Decía Emily Dickinson en uno de sus poemas que nadie viviría en vano si lograra, al menos en alguna ocasión, evitar que un corazón se rompa, enfriar una pena, ayudar a un pájaro agotado a encontrar su nido o apaciguar el dolor de alguna persona. Más allá de lo poéticas que nos puedan parecer estas dimensiones, tras ellas se encierra una idea esencial a la vez que rotunda: para ayudar hay que sentir la necesidad del otro.
Sin embargo, y esto lo sabemos todos, en nuestro día a día habita una presencia muy sibilina llamada hipocresía. Poco a poco hemos ido aceptando su reinado de forma casi implacable, hasta el punto de que no falta quien ensalza los nobles valores del altruismo y el respeto mientras cada día, se coloca la escafandra de ese “yo” hermético donde es incapaz de ver, sentir y entender a quién tiene más cerca.
No se nos puede olvidar que quien más ayuda necesita no siempre sabe o puede pedirla. Porque quien sufre no lleva pancartas, de hecho muchas veces se parapeta en el silencio, como el adolescente que se encierra en su habitación o la pareja que calla en la otra mitad del sofá, o que deja caer sus lágrimas en el otro lado de la cama.
Saber “sentir y percibir” la necesidad del otro es lo que nos hace ser dignos a nivel humano, porque hacemos uso de esa cercanía emocional que nos enriquece como especie al preocuparnos de quien tenemos cerca. Te proponemos reflexionar sobre ello.
Las personas que saben escuchar desde el corazón
Escuchar lo que la otra persona nos comunica sin necesidad de decirnos nada tiene nombre: comunicación emocional. Este “súper poder” ha ido evolucionando en nuestra especie a través de todas esas áreas cerebrales que configuran la dimensión de la empatía. Desde la Universidad de Monash (Australia) nos explican que la empatía afectiva estaría relacionada con la “corteza insular”, mientras que la empatía cognitiva, por su parte, se situaría en la “corteza mediocingular”, justo encima de la conexión entre ambos hemisferios cerebrales.
Todos disponemos de estas estructuras, sin embargo no siempre potenciamos su capacidad, su energía y ese vínculo que, sin duda, enriquecería mucho más todas nuestras relaciones.
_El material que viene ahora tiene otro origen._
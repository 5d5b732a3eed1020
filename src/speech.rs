//! Text-to-speech for pronunciation tiles.
//!
//! Gemini returns raw little-endian 16-bit mono PCM at 24 kHz, base64
//! encoded. Failure of any kind yields `None`; playback is the caller's
//! business.

use crate::gemini::GeminiClient;
use base64::Engine as _;
use base64::engine::general_purpose::STANDARD;
use std::time::Duration;
use tracing::{debug, instrument, warn};

/// Sample rate of synthesized speech.
pub const SPEECH_SAMPLE_RATE: u32 = 24_000;

/// Mono 16-bit PCM audio.
#[derive(Debug, Clone, PartialEq, Eq)]
pub struct PcmAudio {
    samples: Vec<i16>,
    sample_rate: u32,
}

impl PcmAudio {
    /// Wraps samples at `sample_rate`.
    pub fn new(samples: Vec<i16>, sample_rate: u32) -> Self {
        Self {
            samples,
            sample_rate,
        }
    }

    /// Decodes little-endian 16-bit samples. A trailing odd byte is dropped.
    pub fn from_le_bytes(bytes: &[u8], sample_rate: u32) -> Self {
        let samples = bytes
            .chunks_exact(2)
            .map(|pair| i16::from_le_bytes([pair[0], pair[1]]))
            .collect();
        Self::new(samples, sample_rate)
    }

    /// Decodes base64 PCM as returned by the speech model.
    #[instrument(skip(encoded), fields(len = encoded.len()))]
    pub fn from_base64(encoded: &str, sample_rate: u32) -> Option<Self> {
        match STANDARD.decode(encoded.trim()) {
            Ok(bytes) => Some(Self::from_le_bytes(&bytes, sample_rate)),
            Err(e) => {
                warn!(error = %e, "Speech audio is not valid base64");
                None
            }
        }
    }

    /// Raw samples.
    pub fn samples(&self) -> &[i16] {
        &self.samples
    }

    /// Samples per second.
    pub fn sample_rate(&self) -> u32 {
        self.sample_rate
    }

    /// Samples scaled to `[-1.0, 1.0)`.
    pub fn to_f32(&self) -> Vec<f32> {
        self.samples.iter().map(|s| *s as f32 / 32768.0).collect()
    }

    /// Playback length.
    pub fn duration(&self) -> Duration {
        if self.sample_rate == 0 {
            return Duration::ZERO;
        }
        Duration::from_secs_f64(self.samples.len() as f64 / self.sample_rate as f64)
    }
}

/// Speech synthesis over the Gemini TTS model.
#[derive(Debug, Clone)]
pub struct SpeechSynthesizer {
    client: Option<GeminiClient>,
    model: String,
    voice: String,
}

impl SpeechSynthesizer {
    /// Creates a synthesizer; `None` disables speech.
    pub fn new(client: Option<GeminiClient>, model: impl Into<String>, voice: impl Into<String>) -> Self {
        Self {
            client,
            model: model.into(),
            voice: voice.into(),
        }
    }

    /// True if a backend is configured.
    pub fn is_available(&self) -> bool {
        self.client.is_some()
    }

    /// Synthesizes `text`. Returns `None` on any failure.
    #[instrument(skip(self, text), fields(model = %self.model, voice = %self.voice, len = text.len()))]
    pub async fn synthesize(&self, text: &str) -> Option<PcmAudio> {
        let client = self.client.as_ref()?;

        let body = serde_json::json!({
            "contents": [{ "parts": [{ "text": text }] }],
            "generationConfig": {
                "responseModalities": ["AUDIO"],
                "speechConfig": {
                    "voiceConfig": { "prebuiltVoiceConfig": { "voiceName": self.voice } }
                }
            }
        });

        let response = match client.generate_content(&self.model, &body).await {
            Ok(response) => response,
            Err(e) => {
                warn!(error = %e, "Speech synthesis failed");
                return None;
            }
        };

        let encoded = GeminiClient::parts(&response)
            .iter()
            .find_map(|part| part["inlineData"]["data"].as_str());
        let Some(encoded) = encoded else {
            warn!("No audio in speech response");
            return None;
        };

        let audio = PcmAudio::from_base64(encoded, SPEECH_SAMPLE_RATE)?;
        debug!(samples = audio.samples().len(), "Speech synthesized");
        Some(audio)
    }
}

#[cfg(test)]
mod tests {
    use super::*;

    #[test]
    fn test_decode_little_endian() {
        let audio = PcmAudio::from_le_bytes(&[0x01, 0x00, 0xff, 0x7f, 0x00, 0x80, 0x42], 24_000);
        assert_eq!(audio.samples(), &[1, i16::MAX, i16::MIN]);
    }

    #[test]
    fn test_base64_round() {
        let encoded = STANDARD.encode([0x00u8, 0x40, 0x00, 0xc0]);
        let audio = PcmAudio::from_base64(&encoded, SPEECH_SAMPLE_RATE).unwrap();
        assert_eq!(audio.to_f32(), vec![0.5, -0.5]);
    }

    #[test]
    fn test_bad_base64() {
        assert!(PcmAudio::from_base64("***", SPEECH_SAMPLE_RATE).is_none());
    }

    #[test]
    fn test_duration() {
        let audio = PcmAudio::new(vec![0; 12_000], SPEECH_SAMPLE_RATE);
        assert_eq!(audio.duration(), Duration::from_millis(500));
    }

    #[tokio::test]
    async fn test_no_client_no_audio() {
        let tts = SpeechSynthesizer::new(None, "m", "Kore");
        assert!(!tts.is_available());
        assert!(tts.synthesize("Fish").await.is_none());
    }
}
La razón de por qué no todos saben sentirnos o escucharnos con esa cercanía tan auténtica está muchas veces en una falta de voluntad o en un exceso de ego. Es lo que Emily Dickinson nos decía en su poema: “ninguna vida sería en vano si lograra sentir y ayudar otra”.
Porque quien siente desde el corazón, despierta, y quien ayuda, demuestra voluntad y preocupación real por el otro. Es ahí donde nace ese poder maravilloso que nos hace únicos, que ofrece calidad a nuestras relaciones y que en esencia, nos confiere el poder más valioso que existe: el de dar felicidad.